BEGIN

//! Planet records and the environment derivation pipeline
//!
//! A [`PlanetSeed`] carries what the accretion stage decided (orbit, mass,
//! gas-giant flag, zone). [`Planet::generate`] runs it forward through
//! bulk properties, rotation, atmospheric retention, the thermal
//! equilibrium loop and breathability, producing a finished [`Planet`].

use rand::Rng;
use serde::{Deserialize, Serialize};
use tracing::debug;
use units::{Acceleration, Density, Length, Mass, Time, Velocity};

use crate::atmosphere::{
    Atmosphere, boiling_point, exospheric_temperature, greenhouse_trigger, min_molecular_weight,
    pressure, rms_velocity, vol_inventory,
};
use crate::breathability::{Breathability, classify};
use crate::climate::{self, Climate, ClimateInputs, SolveOutcome};
use crate::config::EnvironmentConfig;
use crate::constants::{FREEZING_POINT_OF_WATER, GAS_GIANT_ALBEDO, MOL_NITROGEN_WEIGHT};
use crate::error::{EnvironmentError, Result};
use crate::gases::{GasEnvironment, derive_gases};
use crate::habitability::Habitability;
use crate::math::about;
use crate::orbit::{orbital_period, resolve_zone};
use crate::physical::{
    Rotation, SpinInputs, acceleration, day_length, empirical_density, escape_velocity, gravity,
    kothari_radius, volume_density, volume_radius,
};
use crate::star::HostStar;
use crate::temperature::estimated_temperature;

/// Captured gas above this fraction of planet mass thickens the atmosphere
const ACCRETED_GAS_RATIO: f64 = 1.0e-6;

/// Orbital and bulk parameters handed over by the accretion stage
#[derive(Debug, Clone, PartialEq, Serialize, Deserialize)]
#[serde(rename_all = "camelCase")]
pub struct PlanetSeed {
    pub semi_major_axis: Length,
    pub eccentricity: f64,
    /// Axial tilt in degrees
    pub axial_tilt: f64,
    pub mass: Mass,
    /// Portion of the mass captured as gas
    pub gas_mass: Mass,
    pub gas_giant: bool,
    /// Orbital zone, 1 to 3
    pub orbit_zone: u8,
}

impl PlanetSeed {
    /// Checks the preconditions every formula downstream relies on
    ///
    /// The orbit zone is checked separately when it is first used.
    pub fn validate(&self) -> Result<()> {
        let a = self.semi_major_axis.to_au();
        if a.is_nan() || a <= 0.0 {
            return Err(EnvironmentError::NonPositiveOrbit {
                semi_major_axis_au: a,
            });
        }
        if !(0.0..1.0).contains(&self.eccentricity) {
            return Err(EnvironmentError::InvalidEccentricity {
                eccentricity: self.eccentricity,
            });
        }
        let mass = self.mass.to_solar_masses();
        if mass.is_nan() || mass <= 0.0 {
            return Err(EnvironmentError::NonPositiveMass { mass });
        }
        Ok(())
    }

    fn has_accreted_gas(&self) -> bool {
        self.gas_mass / self.mass > ACCRETED_GAS_RATIO
    }
}

/// Environment of a solid planet
#[derive(Debug, Clone, PartialEq, Serialize, Deserialize)]
#[serde(rename_all = "camelCase")]
pub struct TerrestrialEnvironment {
    pub atmosphere: Atmosphere,
    pub climate: Climate,
    pub outcome: SolveOutcome,
    pub breathability: Breathability,
    pub habitability: Habitability,
}

/// Environment of a gas giant; there is no surface to model
#[derive(Debug, Clone, PartialEq, Serialize, Deserialize)]
#[serde(rename_all = "camelCase")]
pub struct GasGiantEnvironment {
    pub exospheric_temperature: f64,
    pub min_molecular_weight: f64,
    pub albedo: f64,
    /// Estimated equilibrium temperature at the cloud tops (K)
    pub temperature: f64,
}

#[derive(Debug, Clone, PartialEq, Serialize, Deserialize)]
#[serde(tag = "kind", rename_all = "camelCase")]
pub enum Environment {
    Terrestrial(Box<TerrestrialEnvironment>),
    GasGiant(GasGiantEnvironment),
}

/// A planet with every environmental property derived
#[derive(Debug, Clone, PartialEq, Serialize, Deserialize)]
#[serde(rename_all = "camelCase")]
pub struct Planet {
    pub seed: PlanetSeed,
    pub radius: Length,
    pub density: Density,
    pub orbital_period: Time,
    pub rotation: Rotation,
    pub escape_velocity: Velocity,
    pub surface_acceleration: Acceleration,
    /// Surface gravity in Earth gravities
    pub surface_gravity: f64,
    pub environment: Environment,
}

impl Planet {
    /// Derives the full environment of one planet
    ///
    /// The only random draw is a gas giant's albedo; terrestrial planets are
    /// fully determined by their seed and star.
    ///
    /// # Errors
    /// Fails for this planet only, on an invalid zone or a seed that breaks
    /// [`PlanetSeed::validate`].
    ///
    /// # Examples
    /// ```
    /// use planetary::config::EnvironmentConfig;
    /// use planetary::planet::{Planet, earth_seed};
    /// use planetary::star::HostStar;
    ///
    /// let mut rng = rand::rng();
    /// let earth = Planet::generate(earth_seed(), &HostStar::solar(), &EnvironmentConfig::default(), &mut rng)
    ///     .unwrap();
    /// assert!((earth.radius.to_km() - 6378.0).abs() < 64.0);
    /// ```
    pub fn generate(
        seed: PlanetSeed,
        star: &HostStar,
        config: &EnvironmentConfig,
        rng: &mut impl Rng,
    ) -> Result<Self> {
        seed.validate()?;
        let zone = resolve_zone(seed.orbit_zone)?;

        let age = Time::from_years(star.retention_horizon(config.default_gas_lifetime_years));
        let star_mass = Mass::from_solar_masses(star.mass);
        let orbital_period = orbital_period(seed.semi_major_axis, seed.mass, star_mass);

        let (radius, density) = if seed.gas_giant {
            let density =
                empirical_density(seed.mass, seed.semi_major_axis, star.ecosphere_radius, true);
            (volume_radius(seed.mass, density), density)
        } else {
            let radius = kothari_radius(seed.mass, false, zone);
            (radius, volume_density(seed.mass, radius))
        };

        let rotation = day_length(&SpinInputs {
            mass: seed.mass,
            radius,
            density,
            orbital_period,
            semi_major_axis: seed.semi_major_axis,
            eccentricity: seed.eccentricity,
            gas_giant: seed.gas_giant,
            star_mass: star.mass,
            star_age: age,
        });

        let escape_velocity = escape_velocity(seed.mass, radius);
        let surface_acceleration = acceleration(seed.mass, radius);
        let surface_gravity = gravity(surface_acceleration);

        debug!(
            %zone,
            radius_km = radius.to_km(),
            density = density.to_grams_per_cm3(),
            day_hours = rotation.day.to_hours(),
            tidally_locked = rotation.tidally_locked,
            surface_gravity,
            "physical profile"
        );

        let exospheric_temp = exospheric_temperature(seed.semi_major_axis, star.ecosphere_radius);
        let min_weight = min_molecular_weight(
            seed.mass,
            radius,
            exospheric_temp,
            surface_gravity,
            age.to_years(),
        );

        let environment = if seed.gas_giant {
            let albedo = about(rng, GAS_GIANT_ALBEDO, 0.1);
            Environment::GasGiant(GasGiantEnvironment {
                exospheric_temperature: exospheric_temp,
                min_molecular_weight: min_weight,
                albedo,
                temperature: estimated_temperature(star.ecosphere_radius, seed.semi_major_axis, albedo),
            })
        } else {
            let inputs = ClimateInputs {
                semi_major_axis: seed.semi_major_axis,
                eccentricity: seed.eccentricity,
                axial_tilt: seed.axial_tilt,
                mass: seed.mass,
                radius,
                surface_gravity,
                escape_velocity,
                rotation,
                orbit_zone: seed.orbit_zone,
                accreted_gas: seed.has_accreted_gas(),
                star_mass: star.mass,
                ecosphere_radius: star.ecosphere_radius,
            };
            let atmosphere = initial_atmosphere(&inputs, exospheric_temp, min_weight)?;
            let terrestrial = terrestrial_environment(&inputs, atmosphere, &seed, age, config)?;
            Environment::Terrestrial(Box::new(terrestrial))
        };

        Ok(Self {
            seed,
            radius,
            density,
            orbital_period,
            rotation,
            escape_velocity,
            surface_acceleration,
            surface_gravity,
            environment,
        })
    }

    pub fn is_gas_giant(&self) -> bool {
        matches!(self.environment, Environment::GasGiant(_))
    }

    /// Solid-surface environment, absent for gas giants
    pub fn terrestrial(&self) -> Option<&TerrestrialEnvironment> {
        match &self.environment {
            Environment::Terrestrial(env) => Some(env.as_ref()),
            Environment::GasGiant(_) => None,
        }
    }

    pub fn breathability(&self) -> Breathability {
        self.terrestrial()
            .map_or(Breathability::None, |env| env.breathability)
    }

    /// Mean surface (or cloud-top) temperature in Kelvin
    pub fn temperature(&self) -> f64 {
        match &self.environment {
            Environment::Terrestrial(env) => env.climate.surface_temperature,
            Environment::GasGiant(env) => env.temperature,
        }
    }
}

fn initial_atmosphere(
    inputs: &ClimateInputs,
    exospheric_temp: f64,
    min_weight: f64,
) -> Result<Atmosphere> {
    let rms = rms_velocity(MOL_NITROGEN_WEIGHT, exospheric_temp);
    let greenhouse = greenhouse_trigger(inputs.ecosphere_radius, inputs.semi_major_axis);
    let inventory = vol_inventory(
        inputs.mass,
        inputs.escape_velocity,
        rms,
        inputs.star_mass,
        inputs.orbit_zone,
        greenhouse,
        inputs.accreted_gas,
    )?;
    let surface_pressure = pressure(inventory, inputs.radius, inputs.surface_gravity);

    debug!(
        min_molecular_weight = min_weight,
        inventory,
        pressure_mb = surface_pressure.to_millibars(),
        greenhouse,
        "atmosphere"
    );

    Ok(Atmosphere {
        exospheric_temperature: exospheric_temp,
        rms_velocity: rms,
        min_molecular_weight: min_weight,
        volatile_inventory: inventory,
        surface_pressure,
        boiling_point: boiling_point(surface_pressure).ok(),
        greenhouse,
        gases: Vec::new(),
    })
}

fn terrestrial_environment(
    inputs: &ClimateInputs,
    mut atmosphere: Atmosphere,
    seed: &PlanetSeed,
    age: Time,
    config: &EnvironmentConfig,
) -> Result<TerrestrialEnvironment> {
    let (climate, outcome) = climate::solve(inputs, &mut atmosphere, config)?;

    debug!(
        surface_temperature = climate.surface_temperature,
        albedo = climate.albedo,
        hydrosphere = climate.cover.hydrosphere,
        cloud_cover = climate.cover.cloud_cover,
        ice_cover = climate.cover.ice_cover,
        passes = outcome.passes,
        converged = outcome.converged,
        "climate"
    );

    let liquid_window = climate.range.max >= FREEZING_POINT_OF_WATER
        && atmosphere
            .boiling_point
            .is_some_and(|bp| climate.range.min <= bp);
    if config.compute_gases && liquid_window {
        atmosphere.gases = derive_gases(&GasEnvironment {
            surface_pressure: atmosphere.surface_pressure,
            min_molecular_weight: atmosphere.min_molecular_weight,
            exospheric_temperature: atmosphere.exospheric_temperature,
            escape_velocity: inputs.escape_velocity,
            surface_temperature: climate.surface_temperature,
            low_temperature: climate.range.low,
            age_years: age.to_years(),
            planet_mass: seed.mass,
            gas_mass: seed.gas_mass,
        });
    }

    let breathability = classify(&atmosphere.gases, atmosphere.surface_pressure);
    let habitability = Habitability::assess(
        &inputs.rotation,
        inputs.surface_gravity,
        &atmosphere,
        &climate,
        breathability,
    );
    debug!(
        %breathability,
        gases = atmosphere.gases.len(),
        habitable = habitability.habitable,
        earthlike = habitability.earthlike,
        "breathability"
    );

    Ok(TerrestrialEnvironment {
        atmosphere,
        climate,
        outcome,
        breathability,
        habitability,
    })
}

/// Derives every planet of a system independently
///
/// A planet that cannot be modelled yields its own `Err` and does not
/// stop the rest.
pub fn generate_system(
    seeds: Vec<PlanetSeed>,
    star: &HostStar,
    config: &EnvironmentConfig,
    rng: &mut impl Rng,
) -> Vec<Result<Planet>> {
    seeds
        .into_iter()
        .map(|seed| Planet::generate(seed, star, config, rng))
        .collect()
}

// =============================================================================
// Seeds for Solar System analogs
// =============================================================================

/// Earth at 1 AU around the Sun
pub fn earth_seed() -> PlanetSeed {
    PlanetSeed {
        semi_major_axis: Length::from_au(1.0),
        eccentricity: 0.017,
        axial_tilt: 23.4,
        mass: Mass::from_earth_masses(1.0),
        gas_mass: Mass::zero(),
        gas_giant: false,
        orbit_zone: 1,
    }
}

pub fn venus_seed() -> PlanetSeed {
    PlanetSeed {
        semi_major_axis: Length::from_au(0.723),
        eccentricity: 0.007,
        axial_tilt: 3.0,
        mass: Mass::from_earth_masses(0.815),
        gas_mass: Mass::zero(),
        gas_giant: false,
        orbit_zone: 1,
    }
}

pub fn mars_seed() -> PlanetSeed {
    PlanetSeed {
        semi_major_axis: Length::from_au(1.52),
        eccentricity: 0.093,
        axial_tilt: 25.0,
        mass: Mass::from_earth_masses(0.107),
        gas_mass: Mass::zero(),
        gas_giant: false,
        orbit_zone: 1,
    }
}

/// Jupiter, almost entirely captured gas
pub fn jupiter_seed() -> PlanetSeed {
    PlanetSeed {
        semi_major_axis: Length::from_au(5.2),
        eccentricity: 0.049,
        axial_tilt: 3.1,
        mass: Mass::from_earth_masses(317.8),
        gas_mass: Mass::from_earth_masses(300.0),
        gas_giant: true,
        orbit_zone: 2,
    }
}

END

:: What this task involves ::
Keep both end lines and retype everything in the records above from the line containing "it forward through" through the line containing "use tracing::debug;", exactly, with nothing else.

:: Response to this task ::
//! gas-giant flag, zone). [`Planet::generate`] runs it forward through
//! bulk properties, rotation, atmospheric retention, the thermal
//! equilibrium loop and breathability, producing a finished [`Planet`].

use rand::Rng;
use serde::{Deserialize, Serialize};
use tracing::debug;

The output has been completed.